Нас, как вы, наверное, заметили, наряду с прочими занимают события XX века, а в нем – жизнь нищего и блистательного «русского Парижа». С этой (пусть даже несколько специфической) точки зрения малозаметная Колизеевская улица не так уж и скучна. Ее близость к Елисейским Полям определила ее привлекательность для тех русских изгнанников, кто, не поддавшись унынию, вступил в борьбу за существование. В первую очередь это были женщины, причем женщины-аристократки, те самые «принцессы на горошине» (по-русски «принцесса» – это «княгиня»), которых В.И. Ульянов (Ленин) в своей партийной статье «О партийной литературе» назвал «скучающими героинями». Они и впрямь оказались героинями, а скучать в Париже этим обнищавшим дамам (в отличие, скажем, от возлюбленной самого Ленина Инессы Арманд) было некогда. Оказалось, что нежные их ручки приспособлены для шитья, вышивания и стирки, а в голове у них есть устройство, необходимое для ведения «дел»: они оказались деловыми дамами, или, как нынче выражаются, «бизнесвумен».

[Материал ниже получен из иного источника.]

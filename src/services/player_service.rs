//! Handling of player messages independent of the socket transport.

use thiserror::Error;
use tokio::sync::mpsc;
use tracing::{error, info, warn};
use uuid::Uuid;
use validator::Validate;

use super::{
    game_play,
    matchmaker::{self, JoinError},
    tasks::Task,
};
use crate::{
    dto::ws::{AddUserPayload, ClientMessage, GameActionPayload, ServerMessage},
    error::ServiceError,
    state::SharedState,
};

/// Failures reported back to the player as an `error` message.
#[derive(Debug, Error)]
pub enum PlayerError {
    #[error("Invalid user details: {0}")]
    InvalidUser(String),
    #[error("Connection already registered as another user")]
    AlreadyRegistered,
    #[error("You are already in a game")]
    AlreadyInGame,
    #[error("You are not part of this game")]
    NotInGame,
    #[error(transparent)]
    Join(#[from] JoinError),
    #[error("Something went wrong, please try again")]
    Service(#[from] ServiceError),
}

/// Bind the connection to a player.
pub fn add_user(
    state: &SharedState,
    payload: AddUserPayload,
    connection_id: Uuid,
    tx: mpsc::Sender<ServerMessage>,
) -> Result<Uuid, PlayerError> {
    payload
        .validate()
        .map_err(|err| PlayerError::InvalidUser(err.to_string()))?;

    let user_id = payload.user_id;
    if let Some(previous) = state
        .sessions()
        .register(user_id, payload.public_key, connection_id, tx)
    {
        info!(%user_id, old_connection = %previous.connection_id, "player reconnected; replacing session");
    } else {
        info!(%user_id, "player connected");
    }
    Ok(user_id)
}

/// Dispatch a message from the registered player `user_id`.
pub async fn handle_message(
    state: &SharedState,
    user_id: Uuid,
    message: ClientMessage,
) -> Result<(), PlayerError> {
    match message {
        ClientMessage::AddUser(payload) => {
            if payload.user_id == user_id {
                Ok(())
            } else {
                Err(PlayerError::AlreadyRegistered)
            }
        }
        ClientMessage::JoinRandomGame(payload) => {
            let in_game = state
                .sessions()
                .lookup(user_id)
                .and_then(|session| session.current_game_id)
                .is_some();
            if in_game {
                return Err(PlayerError::AlreadyInGame);
            }
            matchmaker::request_join(state, user_id, payload.game_type_id).await?;
            Ok(())
        }
        ClientMessage::UpdateBoard(action) => {
            let GameActionPayload { game_id, .. } = ensure_own_game(state, user_id, &action)?;
            game_play::score_point(state, game_id, user_id).await?;
            Ok(())
        }
        ClientMessage::GameOver(action) => {
            let GameActionPayload { game_id, .. } = ensure_own_game(state, user_id, &action)?;
            game_play::eliminate(state, game_id, user_id).await?;
            Ok(())
        }
    }
}

fn ensure_own_game(
    state: &SharedState,
    user_id: Uuid,
    action: &GameActionPayload,
) -> Result<GameActionPayload, PlayerError> {
    let current = state
        .sessions()
        .lookup(user_id)
        .and_then(|session| session.current_game_id);
    if action.user_id != user_id || current != Some(action.game_id) {
        return Err(PlayerError::NotInGame);
    }
    Ok(action.clone())
}

/// Clean up after the socket of `user_id` closed.
///
/// A player still in a game leaves it before the session is dropped; when
/// that fails inline the cleanup is queued as a `delete-user` task.
pub async fn disconnect(state: &SharedState, user_id: Uuid, connection_id: Uuid) {
    let Some(session) = state.sessions().lookup(user_id) else {
        return;
    };
    if session.connection_id != connection_id {
        return;
    }

    if let Some(game_id) = session.current_game_id {
        match state.games().get(game_id).await {
            Some(game) => {
                let game_type_id = game.game_type_id;
                if let Err(err) = matchmaker::depart(state, user_id, game_id, game_type_id).await {
                    warn!(%user_id, %game_id, error = %err, "inline departure failed; queueing cleanup");
                    let task = Task::DeleteUser {
                        user_id,
                        game_id,
                        game_type_id,
                    };
                    if let Err(err) = state.game_queue().enqueue(task).await {
                        error!(%user_id, %game_id, error = %err, "failed to queue departure cleanup");
                    }
                }
            }
            None => warn!(%user_id, %game_id, "disconnecting player's game is unknown here"),
        }
    }

    state.sessions().unregister_connection(user_id, connection_id);
    info!(%user_id, "player disconnected");
}
//! Append-only log of ledger failures that need a human decision.

use std::{io, path::PathBuf};

use serde::Serialize;
use time::{OffsetDateTime, format_description::well_known::Rfc3339};
use tokio::{fs::OpenOptions, io::AsyncWriteExt, sync::Mutex};
use tracing::error;
use uuid::Uuid;

/// One failure that was not retried automatically.
#[derive(Debug, Clone, PartialEq, Eq, Serialize)]
#[serde(rename_all = "camelCase")]
pub struct ReconciliationRecord {
    pub kind: String,
    pub game_id: Uuid,
    #[serde(skip_serializing_if = "Option::is_none")]
    pub user_id: Option<Uuid>,
    #[serde(skip_serializing_if = "Option::is_none")]
    pub amount: Option<i64>,
    pub reason: String,
}

impl ReconciliationRecord {
    pub fn new(kind: &str, game_id: Uuid, reason: impl Into<String>) -> Self {
        Self {
            kind: kind.to_owned(),
            game_id,
            user_id: None,
            amount: None,
            reason: reason.into(),
        }
    }

    pub fn user(mut self, user_id: Uuid) -> Self {
        self.user_id = Some(user_id);
        self
    }

    pub fn amount(mut self, amount: i64) -> Self {
        self.amount = Some(amount);
        self
    }
}

#[derive(Serialize)]
struct Line<'a> {
    timestamp: String,
    #[serde(flatten)]
    record: &'a ReconciliationRecord,
}

/// JSON-lines file receiving [`ReconciliationRecord`]s.
pub struct ReconciliationLog {
    path: PathBuf,
    write_gate: Mutex<()>,
}

impl ReconciliationLog {
    pub fn new(path: impl Into<PathBuf>) -> Self {
        Self {
            path: path.into(),
            write_gate: Mutex::new(()),
        }
    }

    pub fn path(&self) -> &PathBuf {
        &self.path
    }

    /// Log the record and append it to the file. Never fails the caller.
    pub async fn record(&self, record: ReconciliationRecord) {
        error!(
            kind = %record.kind,
            game_id = %record.game_id,
            user_id = ?record.user_id,
            amount = ?record.amount,
            reason = %record.reason,
            "ledger operation needs reconciliation"
        );
        if let Err(err) = self.append(&record).await {
            error!(path = %self.path.display(), error = %err, "failed to write reconciliation log");
        }
    }

    async fn append(&self, record: &ReconciliationRecord) -> io::Result<()> {
        let timestamp = OffsetDateTime::now_utc()
            .format(&Rfc3339)
            .unwrap_or_else(|_| "invalid-timestamp".into());
        let mut line = serde_json::to_string(&Line { timestamp, record })?;
        line.push('\n');

        let _gate = self.write_gate.lock().await;
        let mut file = OpenOptions::new()
            .create(true)
            .append(true)
            .open(&self.path)
            .await?;
        file.write_all(line.as_bytes()).await?;
        file.flush().await
    }
}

В 1924 году в доме № 5 по улице Колизея открылся русский (точнее, может, русско-грузинский) дом моды «Имеди». Открыла его графиня Анна Ильинична Воронцова-Дашкова, урожденная княгиня Чавчавадзе. Надо сказать, это был не единственный «грузинский» дом моды в Париже: в полукилометре от рю Колизе, на рю Вашингтон, открылся дом моды Нины Шервашидзе, урожденной Мхеидзе (в доме № 32). Трудно даже сказать, кто больше сделал для тогдашнего парижского увлечения «грузинской модой» – красавицы княгини, шившие в своих ателье вечерние платья, или красавцы джигиты, плясавшие по вечерам в русских ресторанах (их в этом углу было множество – и на Елисейских Полях, и на авеню Ваграм, и на Буасси-д’Англас) и сводившие с ума дочек американских миллионеров. Так или иначе, и русское, и грузинское было в моде в ту межвоенную эпоху, в «золотой век» русской колонии в Париже. Муж деловой графини Анны Ильиничны Воронцовой-Дашковой был, кстати сказать, в «старое доброе время» наместником императора Николая II на Кавказе, и осведомленный французский обозреватель писал по поводу ателье «Имеди» и его хозяйки: «Трудно впасть в преувеличение, говоря о мужестве, с которым дамы из высшего русского общества, изгнанные со своей родины революцией, принялись за работу».